* Assignment
Please print all of the records that follow with nothing altered.

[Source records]
────────
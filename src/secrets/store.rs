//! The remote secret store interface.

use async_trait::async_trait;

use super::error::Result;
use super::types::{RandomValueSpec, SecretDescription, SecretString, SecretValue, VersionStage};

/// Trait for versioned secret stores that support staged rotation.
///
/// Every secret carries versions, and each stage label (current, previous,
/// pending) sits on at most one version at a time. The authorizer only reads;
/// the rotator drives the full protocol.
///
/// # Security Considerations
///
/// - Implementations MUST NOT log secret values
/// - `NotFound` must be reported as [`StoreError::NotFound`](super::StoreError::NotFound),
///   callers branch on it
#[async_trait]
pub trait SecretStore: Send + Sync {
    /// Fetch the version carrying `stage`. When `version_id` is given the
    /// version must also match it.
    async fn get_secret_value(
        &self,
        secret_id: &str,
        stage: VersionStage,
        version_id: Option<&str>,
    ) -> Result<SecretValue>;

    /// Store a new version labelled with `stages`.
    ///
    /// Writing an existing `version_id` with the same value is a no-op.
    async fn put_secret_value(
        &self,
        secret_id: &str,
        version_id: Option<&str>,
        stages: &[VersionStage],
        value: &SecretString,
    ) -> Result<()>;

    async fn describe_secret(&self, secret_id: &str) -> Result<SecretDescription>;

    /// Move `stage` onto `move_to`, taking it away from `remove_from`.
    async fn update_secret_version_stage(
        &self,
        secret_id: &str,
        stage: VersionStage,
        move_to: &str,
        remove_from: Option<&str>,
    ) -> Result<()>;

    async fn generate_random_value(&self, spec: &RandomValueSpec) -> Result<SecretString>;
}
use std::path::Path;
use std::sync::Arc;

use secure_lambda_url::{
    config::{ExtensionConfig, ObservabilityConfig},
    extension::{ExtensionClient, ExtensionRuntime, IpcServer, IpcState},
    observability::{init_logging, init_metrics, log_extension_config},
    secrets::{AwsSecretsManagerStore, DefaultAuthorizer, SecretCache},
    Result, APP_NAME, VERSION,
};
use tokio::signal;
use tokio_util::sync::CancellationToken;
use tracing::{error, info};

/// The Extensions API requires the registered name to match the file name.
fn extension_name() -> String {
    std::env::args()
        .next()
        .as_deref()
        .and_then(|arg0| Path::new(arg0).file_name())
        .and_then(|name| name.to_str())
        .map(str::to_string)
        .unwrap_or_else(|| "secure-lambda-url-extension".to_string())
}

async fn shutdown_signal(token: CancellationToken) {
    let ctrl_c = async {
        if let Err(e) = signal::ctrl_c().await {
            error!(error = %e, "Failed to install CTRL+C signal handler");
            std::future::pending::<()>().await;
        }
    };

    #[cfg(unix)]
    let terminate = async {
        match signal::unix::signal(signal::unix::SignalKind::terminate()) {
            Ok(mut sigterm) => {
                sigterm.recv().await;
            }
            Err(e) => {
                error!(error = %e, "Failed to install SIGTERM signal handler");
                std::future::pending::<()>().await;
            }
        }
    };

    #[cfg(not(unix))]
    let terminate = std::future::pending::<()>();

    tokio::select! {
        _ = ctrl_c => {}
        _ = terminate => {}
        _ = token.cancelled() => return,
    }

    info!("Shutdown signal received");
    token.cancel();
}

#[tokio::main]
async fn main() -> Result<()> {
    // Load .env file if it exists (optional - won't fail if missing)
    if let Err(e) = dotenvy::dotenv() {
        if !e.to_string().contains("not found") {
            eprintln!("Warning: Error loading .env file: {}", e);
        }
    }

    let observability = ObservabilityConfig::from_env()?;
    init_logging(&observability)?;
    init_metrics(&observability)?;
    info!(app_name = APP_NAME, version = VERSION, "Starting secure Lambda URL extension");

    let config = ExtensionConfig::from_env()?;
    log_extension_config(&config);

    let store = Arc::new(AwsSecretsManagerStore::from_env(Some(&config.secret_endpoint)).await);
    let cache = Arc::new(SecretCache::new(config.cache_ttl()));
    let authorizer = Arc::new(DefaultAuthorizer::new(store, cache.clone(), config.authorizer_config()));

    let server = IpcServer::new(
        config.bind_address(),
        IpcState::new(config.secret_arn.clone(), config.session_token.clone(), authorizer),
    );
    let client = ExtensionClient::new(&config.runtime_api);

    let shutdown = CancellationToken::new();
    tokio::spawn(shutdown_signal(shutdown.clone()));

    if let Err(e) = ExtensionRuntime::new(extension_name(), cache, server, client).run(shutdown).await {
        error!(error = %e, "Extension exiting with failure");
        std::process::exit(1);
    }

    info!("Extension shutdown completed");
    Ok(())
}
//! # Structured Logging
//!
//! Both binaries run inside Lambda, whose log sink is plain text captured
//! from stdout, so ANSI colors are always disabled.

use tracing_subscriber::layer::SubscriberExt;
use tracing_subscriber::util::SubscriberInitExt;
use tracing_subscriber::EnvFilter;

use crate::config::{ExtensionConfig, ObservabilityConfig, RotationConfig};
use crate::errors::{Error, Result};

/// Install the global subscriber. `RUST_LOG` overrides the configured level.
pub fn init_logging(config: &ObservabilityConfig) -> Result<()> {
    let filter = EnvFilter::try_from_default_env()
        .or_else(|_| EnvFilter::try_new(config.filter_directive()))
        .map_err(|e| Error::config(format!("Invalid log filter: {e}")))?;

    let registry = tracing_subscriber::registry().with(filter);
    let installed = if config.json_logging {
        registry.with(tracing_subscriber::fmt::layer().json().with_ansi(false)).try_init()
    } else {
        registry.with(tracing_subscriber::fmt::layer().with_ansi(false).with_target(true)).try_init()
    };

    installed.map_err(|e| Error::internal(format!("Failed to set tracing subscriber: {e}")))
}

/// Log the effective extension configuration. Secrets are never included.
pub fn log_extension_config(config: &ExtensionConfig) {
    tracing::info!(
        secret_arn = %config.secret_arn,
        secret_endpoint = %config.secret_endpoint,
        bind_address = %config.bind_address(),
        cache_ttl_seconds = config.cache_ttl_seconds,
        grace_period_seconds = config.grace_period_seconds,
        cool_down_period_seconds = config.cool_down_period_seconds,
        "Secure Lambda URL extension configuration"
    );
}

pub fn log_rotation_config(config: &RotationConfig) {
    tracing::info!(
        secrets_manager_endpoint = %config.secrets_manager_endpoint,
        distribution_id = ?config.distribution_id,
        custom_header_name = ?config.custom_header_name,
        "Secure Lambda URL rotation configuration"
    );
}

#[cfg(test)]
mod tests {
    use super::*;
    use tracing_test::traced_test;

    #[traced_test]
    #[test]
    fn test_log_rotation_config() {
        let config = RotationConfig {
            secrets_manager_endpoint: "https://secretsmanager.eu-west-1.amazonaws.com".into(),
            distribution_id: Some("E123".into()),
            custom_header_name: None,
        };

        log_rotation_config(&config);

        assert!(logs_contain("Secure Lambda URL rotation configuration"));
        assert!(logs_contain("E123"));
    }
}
────────
* Your response
filename src/secrets/store.rs
//! The remote secret store interface.

use async_trait::async_trait;

use super::error::Result;
use super::types::{RandomValueSpec, SecretDescription, SecretString, SecretValue, VersionStage};

/// Trait for versioned secret stores that support staged rotation.
///
/// Every secret carries versions, and each stage label (current, previous,
/// pending) sits on at most one version at a time. The authorizer only reads;
/// the rotator drives the full protocol.
///
/// # Security Considerations
///
/// - Implementations MUST NOT log secret values
/// - `NotFound` must be reported as [`StoreError::NotFound`](super::StoreError::NotFound),
///   callers branch on it
#[async_trait]
pub trait SecretStore: Send + Sync {
    /// Fetch the version carrying `stage`. When `version_id` is given the
    /// version must also match it.
    async fn get_secret_value(
        &self,
        secret_id: &str,
        stage: VersionStage,
        version_id: Option<&str>,
    ) -> Result<SecretValue>;

    /// Store a new version labelled with `stages`.
    ///
    /// Writing an existing `version_id` with the same value is a no-op.
    async fn put_secret_value(
        &self,
        secret_id: &str,
        version_id: Option<&str>,
        stages: &[VersionStage],
        value: &SecretString,
    ) -> Result<()>;

    async fn describe_secret(&self, secret_id: &str) -> Result<SecretDescription>;

    /// Move `stage` onto `move_to`, taking it away from `remove_from`.
    async fn update_secret_version_stage(
        &self,
        secret_id: &str,
        stage: VersionStage,
        move_to: &str,
        remove_from: Option<&str>,
    ) -> Result<()>;

    async fn generate_random_value(&self, spec: &RandomValueSpec) -> Result<SecretString>;
}
use std::path::Path;
use std::sync::Arc;

use secure_lambda_url::{
    config::{ExtensionConfig, ObservabilityConfig},
    extension::{ExtensionClient, ExtensionRuntime, IpcServer, IpcState},
    observability::{init_logging, init_metrics, log_extension_config},
    secrets::{AwsSecretsManagerStore, DefaultAuthorizer, SecretCache},
    Result, APP_NAME, VERSION,
};
use tokio::signal;
use tokio_util::sync::CancellationToken;
use tracing::{error, info};

/// The Extensions API requires the registered name to match the file name.
fn extension_name() -> String {
    std::env::args()
        .next()
        .as_deref()
        .and_then(|arg0| Path::new(arg0).file_name())
        .and_then(|name| name.to_str())
        .map(str::to_string)
        .unwrap_or_else(|| "secure-lambda-url-extension".to_string())
}

async fn shutdown_signal(token: CancellationToken) {
    let ctrl_c = async {
        if let Err(e) = signal::ctrl_c().await {
            error!(error = %e, "Failed to install CTRL+C signal handler");
            std::future::pending::<()>().await;
        }
    };

    #[cfg(unix)]
    let terminate = async {
        match signal::unix::signal(signal::unix::SignalKind::terminate()) {
            Ok(mut sigterm) => {
                sigterm.recv().await;
            }
            Err(e) => {
                error!(error = %e, "Failed to install SIGTERM signal handler");
                std::future::pending::<()>().await;
            }
        }
    };

    #[cfg(not(unix))]
    let terminate = std::future::pending::<()>();

    tokio::select! {
        _ = ctrl_c => {}
        _ = terminate => {}
        _ = token.cancelled() => return,
    }

    info!("Shutdown signal received");
    token.cancel();
}

#[tokio::main]
async fn main() -> Result<()> {
    // Load .env file if it exists (optional - won't fail if missing)
    if let Err(e) = dotenvy::dotenv() {
        if !e.to_string().contains("not found") {
            eprintln!("Warning: Error loading .env file: {}", e);
        }
    }

    let observability = ObservabilityConfig::from_env()?;
    init_logging(&observability)?;
    init_metrics(&observability)?;
    info!(app_name = APP_NAME, version = VERSION, "Starting secure Lambda URL extension");

    let config = ExtensionConfig::from_env()?;
    log_extension_config(&config);

    let store = Arc::new(AwsSecretsManagerStore::from_env(Some(&config.secret_endpoint)).await);
    let cache = Arc::new(SecretCache::new(config.cache_ttl()));
    let authorizer = Arc::new(DefaultAuthorizer::new(store, cache.clone(), config.authorizer_config()));

    let server = IpcServer::new(
        config.bind_address(),
        IpcState::new(config.secret_arn.clone(), config.session_token.clone(), authorizer),
    );
    let client = ExtensionClient::new(&config.runtime_api);

    let shutdown = CancellationToken::new();
    tokio::spawn(shutdown_signal(shutdown.clone()));

    if let Err(e) = ExtensionRuntime::new(extension_name(), cache, server, client).run(shutdown).await {
        error!(error = %e, "Extension exiting with failure");
        std::process::exit(1);
    }

    info!("Extension shutdown completed");
    Ok(())
}
//! # Structured Logging
//!
//! Both binaries run inside Lambda, whose log sink is plain text captured
//! from stdout, so ANSI colors are always disabled.

use tracing_subscriber::layer::SubscriberExt;
use tracing_subscriber::util::SubscriberInitExt;
use tracing_subscriber::EnvFilter;

use crate::config::{ExtensionConfig, ObservabilityConfig, RotationConfig};
use crate::errors::{Error, Result};

/// Install the global subscriber. `RUST_LOG` overrides the configured level.
pub fn init_logging(config: &ObservabilityConfig) -> Result<()> {
    let filter = EnvFilter::try_from_default_env()
        .or_else(|_| EnvFilter::try_new(config.filter_directive()))
        .map_err(|e| Error::config(format!("Invalid log filter: {e}")))?;

    let registry = tracing_subscriber::registry().with(filter);
    let installed = if config.json_logging {
        registry.with(tracing_subscriber::fmt::layer().json().with_ansi(false)).try_init()
    } else {
        registry.with(tracing_subscriber::fmt::layer().with_ansi(false).with_target(true)).try_init()
    };

    installed.map_err(|e| Error::internal(format!("Failed to set tracing subscriber: {e}")))
}

/// Log the effective extension configuration. Secrets are never included.
pub fn log_extension_config(config: &ExtensionConfig) {
    tracing::info!(
        secret_arn = %config.secret_arn,
        secret_endpoint = %config.secret_endpoint,
        bind_address = %config.bind_address(),
        cache_ttl_seconds = config.cache_ttl_seconds,
        grace_period_seconds = config.grace_period_seconds,
        cool_down_period_seconds = config.cool_down_period_seconds,
        "Secure Lambda URL extension configuration"
    );
}

pub fn log_rotation_config(config: &RotationConfig) {
    tracing::info!(
        secrets_manager_endpoint = %config.secrets_manager_endpoint,
        distribution_id = ?config.distribution_id,
        custom_header_name = ?config.custom_header_name,
        "Secure Lambda URL rotation configuration"
    );
}

#[cfg(test)]
mod tests {
    use super::*;
    use tracing_test::traced_test;

    #[traced_test]
    #[test]
    fn test_log_rotation_config() {
        let config = RotationConfig {
            secrets_manager_endpoint: "https://secretsmanager.eu-west-1.amazonaws.com".into(),
            distribution_id: Some("E123".into()),
            custom_header_name: None,
        };

        log_rotation_config(&config);

        assert!(logs_contain("Secure Lambda URL rotation configuration"));
        assert!(logs_contain("E123"));
    }
}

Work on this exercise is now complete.